Sovvenuti però com'erano dai Cartaginesi, non difettavano i Siracusani di vettovaglie e la resistenza si prolungava ed ormai durava da oltre due anni, essendo andata a vuoto una congiura di alcuni fuorusciti che si trovavano al campo di Marcello per dargli nelle mani la città.
Nella occasione tuttavia di trattative per riscattare certo spartano che gli assediati avevano inviato in cerca di aiuti, e ch'era stato preso dai Romani, poterono questi, accostandosi maggiormente alla città, osservare certa torre in vicinanza al porto di Trogilo che si prestava ad una facile scalata, e, approfittando di una notte nella quale i Siracusani si erano abbandonati al vino ed al sonno dopo celebrate le feste di Diana, Marcello fece salire i suoi sulla torre e da quella parte penetrò nell'Epipoli, facendo in pari tempo dar di fiato alle trombe da ogni parte per lasciar credere che ormai fosse tutta la città nelle sue mani.
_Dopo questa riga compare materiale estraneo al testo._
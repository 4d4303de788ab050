//! Configuration module
//!
//! Handles loading and saving Harmony configuration, and the environment
//! variables clients use to find their server.

use serde::{Deserialize, Serialize};
use std::path::{Path, PathBuf};
use thiserror::Error;

use crate::binding::PullMode;
use crate::network::DEFAULT_MAX_FRAME_SIZE;
use crate::protocol::DEFAULT_PORT;
use crate::session::{strategy_by_name, SearchStrategy};

/// Environment variable naming the server host
pub const HOST_ENV: &str = "HARMONY_S_HOST";

/// Environment variable naming the server port
pub const PORT_ENV: &str = "HARMONY_S_PORT";

/// Configuration errors
#[derive(Error, Debug)]
pub enum ConfigError {
    #[error("IO error: {0}")]
    Io(#[from] std::io::Error),

    #[error("Parse error: {0}")]
    Parse(#[from] toml::de::Error),

    #[error("Serialize error: {0}")]
    Serialize(#[from] toml::ser::Error),

    #[error("Config file not found: {0}")]
    NotFound(PathBuf),

    #[error("Environment variable {0} is not set")]
    MissingEnv(&'static str),

    #[error("Environment variable {name} has invalid value {value:?}")]
    InvalidEnv { name: &'static str, value: String },

    #[error("Unknown search strategy: {0}")]
    UnknownStrategy(String),
}

pub type ConfigResult<T> = Result<T, ConfigError>;

/// Main application configuration
#[derive(Debug, Clone, Default, Serialize, Deserialize)]
pub struct Config {
    /// General settings
    #[serde(default)]
    pub general: GeneralConfig,

    /// Network settings
    #[serde(default)]
    pub network: NetworkConfig,

    /// Server settings
    #[serde(default)]
    pub server: ServerConfig,

    /// Client settings
    #[serde(default)]
    pub client: ClientConfig,
}

/// General configuration
#[derive(Debug, Clone, Serialize, Deserialize)]
pub struct GeneralConfig {
    /// Human-readable name for this host
    pub name: String,
    /// Enable verbose logging
    #[serde(default)]
    pub verbose: bool,
}

impl Default for GeneralConfig {
    fn default() -> Self {
        Self {
            name: hostname::get()
                .map(|h| h.to_string_lossy().to_string())
                .unwrap_or_else(|_| "unknown".to_string()),
            verbose: false,
        }
    }
}

/// Network configuration
#[derive(Debug, Clone, Serialize, Deserialize)]
pub struct NetworkConfig {
    /// Port to listen on or connect to
    #[serde(default = "default_port")]
    pub port: u16,
    /// Interface to bind to (default: all)
    pub bind_address: Option<String>,
    /// Connection timeout in ms
    #[serde(default = "default_connect_timeout")]
    pub connect_timeout_ms: u64,
    /// Read timeout in ms, 0 to wait forever
    #[serde(default = "default_read_timeout")]
    pub read_timeout_ms: u64,
    /// Largest accepted frame in bytes
    #[serde(default = "default_max_frame_size")]
    pub max_frame_size: usize,
}

fn default_port() -> u16 {
    DEFAULT_PORT
}

fn default_connect_timeout() -> u64 {
    5000
}

fn default_read_timeout() -> u64 {
    30_000
}

fn default_max_frame_size() -> usize {
    DEFAULT_MAX_FRAME_SIZE
}

impl Default for NetworkConfig {
    fn default() -> Self {
        Self {
            port: default_port(),
            bind_address: None,
            connect_timeout_ms: default_connect_timeout(),
            read_timeout_ms: default_read_timeout(),
            max_frame_size: default_max_frame_size(),
        }
    }
}

/// Server configuration
#[derive(Debug, Clone, Serialize, Deserialize)]
pub struct ServerConfig {
    /// Size of the client id pool
    #[serde(default = "default_max_clients")]
    pub max_clients: u32,
    /// Search strategy name
    #[serde(default = "default_strategy")]
    pub strategy: String,
}

fn default_max_clients() -> u32 {
    1024
}

fn default_strategy() -> String {
    "hold".to_string()
}

impl Default for ServerConfig {
    fn default() -> Self {
        Self {
            max_clients: default_max_clients(),
            strategy: default_strategy(),
        }
    }
}

impl ServerConfig {
    /// Instantiate the configured search strategy
    pub fn strategy(&self) -> ConfigResult<Box<dyn SearchStrategy>> {
        strategy_by_name(&self.strategy)
            .ok_or_else(|| ConfigError::UnknownStrategy(self.strategy.clone()))
    }
}

/// Client configuration
#[derive(Debug, Clone, Default, Serialize, Deserialize)]
pub struct ClientConfig {
    /// Server host, used when neither the command line nor the environment names one
    pub host: Option<String>,
    /// How server values reach the live variables
    #[serde(default)]
    pub mode: PullMode,
    /// Application name sent at registration (default: host name)
    pub app_name: Option<String>,
}

/// Where a client should connect
#[derive(Debug, Clone, PartialEq, Eq)]
pub struct ServerTarget {
    pub host: String,
    pub port: u16,
}

/// Read the server location from `HARMONY_S_HOST` and `HARMONY_S_PORT`
pub fn server_from_env() -> ConfigResult<ServerTarget> {
    server_from_lookup(|name| std::env::var(name).ok())
}

/// Same as [`server_from_env`] with a custom variable source
pub fn server_from_lookup<F>(lookup: F) -> ConfigResult<ServerTarget>
where
    F: Fn(&str) -> Option<String>,
{
    let host = lookup(HOST_ENV)
        .filter(|h| !h.is_empty())
        .ok_or(ConfigError::MissingEnv(HOST_ENV))?;
    let raw_port = lookup(PORT_ENV).ok_or(ConfigError::MissingEnv(PORT_ENV))?;
    let port = raw_port.trim().parse().map_err(|_| ConfigError::InvalidEnv {
        name: PORT_ENV,
        value: raw_port.clone(),
    })?;
    Ok(ServerTarget { host, port })
}

impl Config {
    /// Load configuration from a file
    pub fn load(path: &Path) -> ConfigResult<Self> {
        if !path.exists() {
            return Err(ConfigError::NotFound(path.to_path_buf()));
        }

        let contents = std::fs::read_to_string(path)?;
        let config: Config = toml::from_str(&contents)?;
        Ok(config)
    }

    /// Load configuration from the default location
    pub fn load_default() -> ConfigResult<Self> {
        let config_paths = [
            dirs::config_dir().map(|p| p.join("harmony/config.toml")),
            Some(PathBuf::from("./harmony.toml")),
        ];

        for path in config_paths.iter().flatten() {
            if path.exists() {
                return Self::load(path);
            }
        }

        // Return default config if no file found
        Ok(Self::default())
    }

    /// Save configuration to a file
    pub fn save(&self, path: &Path) -> ConfigResult<()> {
        let contents = toml::to_string_pretty(self)?;

        if let Some(parent) = path.parent() {
            std::fs::create_dir_all(parent)?;
        }

        std::fs::write(path, contents)?;
        Ok(())
    }

    /// Runtime network settings, with an optional port override
    pub fn net_config(&self, port: Option<u16>) -> crate::network::NetworkConfig {
        let mut net = crate::network::NetworkConfig::new(port.unwrap_or(self.network.port))
            .with_max_clients(self.server.max_clients);
        if let Some(bind) = &self.network.bind_address {
            net = net.with_bind_address(bind.clone());
        }
        net.connect_timeout_ms = self.network.connect_timeout_ms;
        net.read_timeout_ms = self.network.read_timeout_ms;
        net.max_frame_size = self.network.max_frame_size;
        net
    }

    /// Server a client should use
    ///
    /// Command-line values win, then the environment, then this file. An
    /// explicit host ignores the environment entirely.
    pub fn client_target<F>(
        &self,
        host: Option<String>,
        port: Option<u16>,
        lookup: F,
    ) -> ServerTarget
    where
        F: Fn(&str) -> Option<String>,
    {
        let env = match host {
            Some(_) => None,
            None => match server_from_lookup(lookup) {
                Ok(target) => Some(target),
                Err(e) => {
                    tracing::debug!("{}; using configured server", e);
                    None
                }
            },
        };

        let port = port
            .or_else(|| env.as_ref().map(|t| t.port))
            .unwrap_or(self.network.port);
        let host = host
            .or_else(|| env.map(|t| t.host))
            .or_else(|| self.client.host.clone())
            .unwrap_or_else(|| "localhost".to_string());
        ServerTarget { host, port }
    }

    /// Application name a client registers under
    pub fn app_name(&self) -> String {
        self.client
            .app_name
            .clone()
            .unwrap_or_else(|| self.general.name.clone())
    }
}

/// Generate a sample configuration file
pub fn generate_sample_config() -> ConfigResult<String> {
    let config = Config {
        general: GeneralConfig {
            name: "tuning-node".to_string(),
            verbose: false,
        },
        client: ClientConfig {
            host: Some("localhost".to_string()),
            mode: PullMode::Signal,
            app_name: Some("gemm".to_string()),
        },
        ..Default::default()
    };

    Ok(toml::to_string_pretty(&config)?)
}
Côlti i Siracusani dallo spavento, si diedero alla fuga, lasciando indifesa anche la rocca dell'Acradina ch'era la meglio munita e che avrebbe potuto ancora lungamente resistere; e così sul far del giorno Marcello fu padrone di Siracusa, che «macchiando il suo onor militare, abbandonò al saccheggio ed alla carneficina». Questo avveniva nel terzo anno dell'assedio, correndo l'anno di Roma 545 ed il 212 avanti l'êra cristiana.
Tra gli orrori della strage perì anche Archimede, ed il modo della morte viene diversamente narrato. Vuolsi da Plutarco che il console romano, ammirato della lunga ed ostinata difesa, opera più che d'altri del genio di Archimede, entrando trionfante in Siracusa, avesse ordinato ch'egli avesse salva la vita, ed anzi fosse a lui condotto, ma il legionario che l'invitava a seguirlo, non essendo stato da lui istantaneamente obbedito, perchè Archimede non voleva muoversi finchè non avesse compiuta certa dimostrazione alla quale, non curante dei Romani e dell'eccidio, stava attendendo, infuriato l'uccise.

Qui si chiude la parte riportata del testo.